Work instruction
Exactly as written, repeat all of the records below.

[Collected data]
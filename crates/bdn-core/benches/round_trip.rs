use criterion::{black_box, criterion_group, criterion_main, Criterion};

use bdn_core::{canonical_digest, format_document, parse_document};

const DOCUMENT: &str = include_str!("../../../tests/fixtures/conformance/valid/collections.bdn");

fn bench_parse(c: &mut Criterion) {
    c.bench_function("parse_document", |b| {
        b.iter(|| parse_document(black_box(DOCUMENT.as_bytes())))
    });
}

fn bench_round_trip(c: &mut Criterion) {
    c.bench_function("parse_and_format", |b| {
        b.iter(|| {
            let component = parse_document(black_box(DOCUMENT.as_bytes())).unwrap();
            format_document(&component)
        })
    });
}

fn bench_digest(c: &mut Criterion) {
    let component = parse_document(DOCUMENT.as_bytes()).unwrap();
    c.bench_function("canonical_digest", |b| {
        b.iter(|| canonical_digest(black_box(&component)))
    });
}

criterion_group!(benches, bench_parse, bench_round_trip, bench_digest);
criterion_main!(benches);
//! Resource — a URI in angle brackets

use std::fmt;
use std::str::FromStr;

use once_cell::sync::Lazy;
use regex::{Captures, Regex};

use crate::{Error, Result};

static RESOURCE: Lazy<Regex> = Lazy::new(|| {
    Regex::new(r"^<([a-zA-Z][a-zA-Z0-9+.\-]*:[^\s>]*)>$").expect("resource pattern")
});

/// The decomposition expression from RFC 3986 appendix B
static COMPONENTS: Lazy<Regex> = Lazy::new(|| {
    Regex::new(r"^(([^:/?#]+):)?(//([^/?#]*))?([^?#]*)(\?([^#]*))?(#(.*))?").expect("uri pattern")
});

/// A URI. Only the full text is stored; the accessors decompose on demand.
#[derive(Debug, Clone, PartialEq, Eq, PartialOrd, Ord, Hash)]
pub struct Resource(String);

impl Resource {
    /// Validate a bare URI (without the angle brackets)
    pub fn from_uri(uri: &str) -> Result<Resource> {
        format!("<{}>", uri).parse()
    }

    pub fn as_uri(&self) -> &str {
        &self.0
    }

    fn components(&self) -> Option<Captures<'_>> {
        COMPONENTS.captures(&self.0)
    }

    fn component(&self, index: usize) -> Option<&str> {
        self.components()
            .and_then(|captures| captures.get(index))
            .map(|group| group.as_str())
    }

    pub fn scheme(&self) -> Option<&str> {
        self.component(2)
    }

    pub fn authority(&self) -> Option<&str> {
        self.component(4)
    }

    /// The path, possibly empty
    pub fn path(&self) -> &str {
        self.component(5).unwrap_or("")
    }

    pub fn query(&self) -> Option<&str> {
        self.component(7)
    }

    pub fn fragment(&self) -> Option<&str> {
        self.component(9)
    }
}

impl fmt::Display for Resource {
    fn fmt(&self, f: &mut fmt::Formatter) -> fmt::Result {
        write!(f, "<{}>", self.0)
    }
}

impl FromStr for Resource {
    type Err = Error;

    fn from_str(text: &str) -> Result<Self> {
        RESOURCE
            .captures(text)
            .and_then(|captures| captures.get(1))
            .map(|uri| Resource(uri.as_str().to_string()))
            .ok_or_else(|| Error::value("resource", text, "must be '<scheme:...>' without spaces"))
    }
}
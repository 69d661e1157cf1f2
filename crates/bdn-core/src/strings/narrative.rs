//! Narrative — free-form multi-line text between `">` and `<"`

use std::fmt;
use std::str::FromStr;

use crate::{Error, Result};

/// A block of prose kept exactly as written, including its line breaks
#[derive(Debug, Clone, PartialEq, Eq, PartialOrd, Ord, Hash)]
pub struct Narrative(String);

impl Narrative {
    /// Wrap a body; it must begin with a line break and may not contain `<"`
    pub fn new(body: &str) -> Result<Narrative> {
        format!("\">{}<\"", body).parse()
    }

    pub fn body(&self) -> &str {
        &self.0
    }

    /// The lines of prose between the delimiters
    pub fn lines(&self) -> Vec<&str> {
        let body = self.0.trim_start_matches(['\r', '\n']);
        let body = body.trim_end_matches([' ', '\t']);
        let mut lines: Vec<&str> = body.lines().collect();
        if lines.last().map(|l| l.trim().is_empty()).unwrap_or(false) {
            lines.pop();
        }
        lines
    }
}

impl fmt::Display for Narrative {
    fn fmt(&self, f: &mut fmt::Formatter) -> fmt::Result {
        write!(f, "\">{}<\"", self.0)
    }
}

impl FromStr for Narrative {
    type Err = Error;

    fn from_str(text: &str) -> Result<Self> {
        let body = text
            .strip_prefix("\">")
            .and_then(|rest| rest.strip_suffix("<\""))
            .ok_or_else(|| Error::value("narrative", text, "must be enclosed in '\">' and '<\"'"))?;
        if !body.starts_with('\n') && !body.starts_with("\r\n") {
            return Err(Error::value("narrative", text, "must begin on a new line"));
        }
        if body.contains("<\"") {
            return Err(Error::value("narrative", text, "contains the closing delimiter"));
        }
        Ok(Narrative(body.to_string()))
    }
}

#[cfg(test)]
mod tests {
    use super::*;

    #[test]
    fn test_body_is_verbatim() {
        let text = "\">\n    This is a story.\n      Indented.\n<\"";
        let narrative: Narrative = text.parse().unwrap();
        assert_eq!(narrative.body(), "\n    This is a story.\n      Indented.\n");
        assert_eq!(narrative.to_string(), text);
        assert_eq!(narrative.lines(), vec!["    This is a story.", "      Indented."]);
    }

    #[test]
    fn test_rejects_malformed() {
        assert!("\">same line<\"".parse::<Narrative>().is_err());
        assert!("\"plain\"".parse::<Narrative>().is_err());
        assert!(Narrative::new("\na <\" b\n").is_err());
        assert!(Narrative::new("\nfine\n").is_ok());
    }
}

Expected output
filename crates/bdn-core/benches/round_trip.rs
use criterion::{black_box, criterion_group, criterion_main, Criterion};

use bdn_core::{canonical_digest, format_document, parse_document};

const DOCUMENT: &str = include_str!("../../../tests/fixtures/conformance/valid/collections.bdn");

fn bench_parse(c: &mut Criterion) {
    c.bench_function("parse_document", |b| {
        b.iter(|| parse_document(black_box(DOCUMENT.as_bytes())))
    });
}

fn bench_round_trip(c: &mut Criterion) {
    c.bench_function("parse_and_format", |b| {
        b.iter(|| {
            let component = parse_document(black_box(DOCUMENT.as_bytes())).unwrap();
            format_document(&component)
        })
    });
}

fn bench_digest(c: &mut Criterion) {
    let component = parse_document(DOCUMENT.as_bytes()).unwrap();
    c.bench_function("canonical_digest", |b| {
        b.iter(|| canonical_digest(black_box(&component)))
    });
}

criterion_group!(benches, bench_parse, bench_round_trip, bench_digest);
criterion_main!(benches);
//! Resource — a URI in angle brackets

use std::fmt;
use std::str::FromStr;

use once_cell::sync::Lazy;
use regex::{Captures, Regex};

use crate::{Error, Result};

static RESOURCE: Lazy<Regex> = Lazy::new(|| {
    Regex::new(r"^<([a-zA-Z][a-zA-Z0-9+.\-]*:[^\s>]*)>$").expect("resource pattern")
});

/// The decomposition expression from RFC 3986 appendix B
static COMPONENTS: Lazy<Regex> = Lazy::new(|| {
    Regex::new(r"^(([^:/?#]+):)?(//([^/?#]*))?([^?#]*)(\?([^#]*))?(#(.*))?").expect("uri pattern")
});

/// A URI. Only the full text is stored; the accessors decompose on demand.
#[derive(Debug, Clone, PartialEq, Eq, PartialOrd, Ord, Hash)]
pub struct Resource(String);

impl Resource {
    /// Validate a bare URI (without the angle brackets)
    pub fn from_uri(uri: &str) -> Result<Resource> {
        format!("<{}>", uri).parse()
    }

    pub fn as_uri(&self) -> &str {
        &self.0
    }

    fn components(&self) -> Option<Captures<'_>> {
        COMPONENTS.captures(&self.0)
    }

    fn component(&self, index: usize) -> Option<&str> {
        self.components()
            .and_then(|captures| captures.get(index))
            .map(|group| group.as_str())
    }

    pub fn scheme(&self) -> Option<&str> {
        self.component(2)
    }

    pub fn authority(&self) -> Option<&str> {
        self.component(4)
    }

    /// The path, possibly empty
    pub fn path(&self) -> &str {
        self.component(5).unwrap_or("")
    }

    pub fn query(&self) -> Option<&str> {
        self.component(7)
    }

    pub fn fragment(&self) -> Option<&str> {
        self.component(9)
    }
}

impl fmt::Display for Resource {
    fn fmt(&self, f: &mut fmt::Formatter) -> fmt::Result {
        write!(f, "<{}>", self.0)
    }
}

impl FromStr for Resource {
    type Err = Error;

    fn from_str(text: &str) -> Result<Self> {
        RESOURCE
            .captures(text)
            .and_then(|captures| captures.get(1))
            .map(|uri| Resource(uri.as_str().to_string()))
            .ok_or_else(|| Error::value("resource", text, "must be '<scheme:...>' without spaces"))
    }
}
repository 69d661e1157cf1f2
filename crates/bdn-core/src/strings/narrative.rs
//! Narrative — free-form multi-line text between `">` and `<"`

use std::fmt;
use std::str::FromStr;

use crate::{Error, Result};

/// A block of prose kept exactly as written, including its line breaks
#[derive(Debug, Clone, PartialEq, Eq, PartialOrd, Ord, Hash)]
pub struct Narrative(String);

impl Narrative {
    /// Wrap a body; it must begin with a line break and may not contain `<"`
    pub fn new(body: &str) -> Result<Narrative> {
        format!("\">{}<\"", body).parse()
    }

    pub fn body(&self) -> &str {
        &self.0
    }

    /// The lines of prose between the delimiters
    pub fn lines(&self) -> Vec<&str> {
        let body = self.0.trim_start_matches(['\r', '\n']);
        let body = body.trim_end_matches([' ', '\t']);
        let mut lines: Vec<&str> = body.lines().collect();
        if lines.last().map(|l| l.trim().is_empty()).unwrap_or(false) {
            lines.pop();
        }
        lines
    }
}

impl fmt::Display for Narrative {
    fn fmt(&self, f: &mut fmt::Formatter) -> fmt::Result {
        write!(f, "\">{}<\"", self.0)
    }
}

impl FromStr for Narrative {
    type Err = Error;

    fn from_str(text: &str) -> Result<Self> {
        let body = text
            .strip_prefix("\">")
            .and_then(|rest| rest.strip_suffix("<\""))
            .ok_or_else(|| Error::value("narrative", text, "must be enclosed in '\">' and '<\"'"))?;
        if !body.starts_with('\n') && !body.starts_with("\r\n") {
            return Err(Error::value("narrative", text, "must begin on a new line"));
        }
        if body.contains("<\"") {
            return Err(Error::value("narrative", text, "contains the closing delimiter"));
        }
        Ok(Narrative(body.to_string()))
    }
}

#[cfg(test)]
mod tests {
    use super::*;

    #[test]
    fn test_body_is_verbatim() {
        let text = "\">\n    This is a story.\n      Indented.\n<\"";
        let narrative: Narrative = text.parse().unwrap();
        assert_eq!(narrative.body(), "\n    This is a story.\n      Indented.\n");
        assert_eq!(narrative.to_string(), text);
        assert_eq!(narrative.lines(), vec!["    This is a story.", "      Indented."]);
    }

    #[test]
    fn test_rejects_malformed() {
        assert!("\">same line<\"".parse::<Narrative>().is_err());
        assert!("\"plain\"".parse::<Narrative>().is_err());
        assert!(Narrative::new("\na <\" b\n").is_err());
        assert!(Narrative::new("\nfine\n").is_ok());
    }
}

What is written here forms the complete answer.